Following the announcement by the Commodity Futures Trading Commission (CFTC) that it had undertaken two enforcement actions against Bitcoin / virtual currency related fraud, the Securities and Exchange Commission (SEC) and CFTC issued a joint statement from SEC co-enforcement Directors Stephanie Avakian and Steven Peikin and CFTC Enforcement Director James McDonald;
“When market participants engage in fraud under the guise of offering digital instruments – whether characterized as virtual currencies, coins, tokens, or the like – the SEC and the CFTC will look beyond form, examine the substance of the activity and prosecute violations of the federal securities and commodities laws. The Divisions of Enforcement for the SEC and CFTC will continue to address violations and bring actions to stop and prevent fraud in the offer and sale of digital instruments.”

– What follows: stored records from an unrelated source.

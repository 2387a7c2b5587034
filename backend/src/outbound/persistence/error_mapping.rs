//! Shared Diesel error mapping for the persistence adapters.
//!
//! Unique and foreign-key violations are surfaced through dedicated
//! constructors so callers can re-map them to their domain kinds; everything
//! else degrades to query/connection errors.

use tracing::debug;

use super::pool::PoolError;

/// Map pool errors into a repository-specific connection error constructor.
pub fn map_pool_error<E, C>(error: PoolError, connection: C) -> E
where
    C: FnOnce(String) -> E,
{
    let message = match error {
        PoolError::Checkout { message } | PoolError::Build { message } => message,
    };
    connection(message)
}

/// Map common Diesel error variants into query/connection constructors.
///
/// Used by the read-only reference repositories where constraint violations
/// cannot occur.
pub fn map_basic_diesel_error<E, Q, C>(error: diesel::result::Error, query: Q, connection: C) -> E
where
    Q: Fn(String) -> E,
    C: Fn(String) -> E,
{
    map_diesel_error(error, &query, &connection, &query, &query)
}

/// Map a Diesel error into the repository's error type, distinguishing
/// unique and foreign-key violations (reported with the violated constraint
/// name) from generic failures.
pub fn map_diesel_error<E, Q, C, D, F>(
    error: diesel::result::Error,
    query: Q,
    connection: C,
    duplicate: D,
    foreign_key: F,
) -> E
where
    Q: Fn(String) -> E,
    C: Fn(String) -> E,
    D: Fn(String) -> E,
    F: Fn(String) -> E,
{
    use diesel::result::{DatabaseErrorKind, Error as DieselError};

    match &error {
        DieselError::DatabaseError(kind, info) => {
            debug!(?kind, message = info.message(), "diesel operation failed");
        }
        _ => debug!(
            error_type = %std::any::type_name_of_val(&error),
            "diesel operation failed"
        ),
    }

    match error {
        DieselError::NotFound => query("record not found".to_owned()),
        DieselError::QueryBuilderError(_) => query("database query error".to_owned()),
        DieselError::DatabaseError(kind, info) => {
            let constraint = info
                .constraint_name()
                .unwrap_or("unnamed constraint")
                .to_owned();
            match kind {
                DatabaseErrorKind::UniqueViolation => duplicate(constraint),
                DatabaseErrorKind::ForeignKeyViolation => foreign_key(constraint),
                DatabaseErrorKind::ClosedConnection => {
                    connection("database connection error".to_owned())
                }
                _ => query("database error".to_owned()),
            }
        }
        _ => query("database error".to_owned()),
    }
}

#[cfg(test)]
mod tests {
    //! Regression coverage for this module.

    use rstest::rstest;

    use super::*;
    use crate::domain::ports::QuestionRepositoryError;

    fn map(error: diesel::result::Error) -> QuestionRepositoryError {
        map_diesel_error(
            error,
            QuestionRepositoryError::query,
            QuestionRepositoryError::connection,
            QuestionRepositoryError::duplicate_key,
            QuestionRepositoryError::foreign_key,
        )
    }

    #[rstest]
    fn not_found_maps_to_query_error() {
        let mapped = map(diesel::result::Error::NotFound);
        assert!(matches!(mapped, QuestionRepositoryError::Query { .. }));
    }

    #[rstest]
    fn unique_violation_maps_to_duplicate_key() {
        let error = diesel::result::Error::DatabaseError(
            diesel::result::DatabaseErrorKind::UniqueViolation,
            Box::new("duplicate key value violates unique constraint".to_owned()),
        );
        let mapped = map(error);
        assert!(matches!(
            mapped,
            QuestionRepositoryError::DuplicateKey { .. }
        ));
    }

    #[rstest]
    fn foreign_key_violation_maps_to_foreign_key() {
        let error = diesel::result::Error::DatabaseError(
            diesel::result::DatabaseErrorKind::ForeignKeyViolation,
            Box::new("violates foreign key constraint".to_owned()),
        );
        let mapped = map(error);
        assert!(matches!(mapped, QuestionRepositoryError::ForeignKey { .. }));
    }

    #[rstest]
    fn pool_errors_map_to_connection() {
        let mapped: QuestionRepositoryError = map_pool_error(
            PoolError::checkout("connection refused"),
            QuestionRepositoryError::connection,
        );
        assert!(mapped.to_string().contains("connection refused"));
    }
}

The two enforcement acts by the CFTC, one against a UK registered company The Entrepreneurs Headquarters Limited, and the second against CabbageTech, DBA Coin Drop Markets, based in the US, are further signs that securities regulators will not tolerate cryptocurrency related scams or the selling of unregistered securities.
The CFTC has recently created a Division of Enforcement Virtual Currency Task Force. The SEC has created a similar specialized unit. Meanwhile, state securities regulators have stepped up their enforcement activities with recent actions coming from Texas and Massachusetts officials.
Most all legitimate cryptocurrency advocates welcome the focus by the Feds as it will help to flush out bad actors while compelling the digital currency sector to further professionalize.
In 2017, it was reported that approximately $4.9 billion was raised via ICOs or tokens. Simultaneously, trading in Bitcoin and other digital currencies has rocketed with the advent of Futures contracts and growing interest from institutional investors.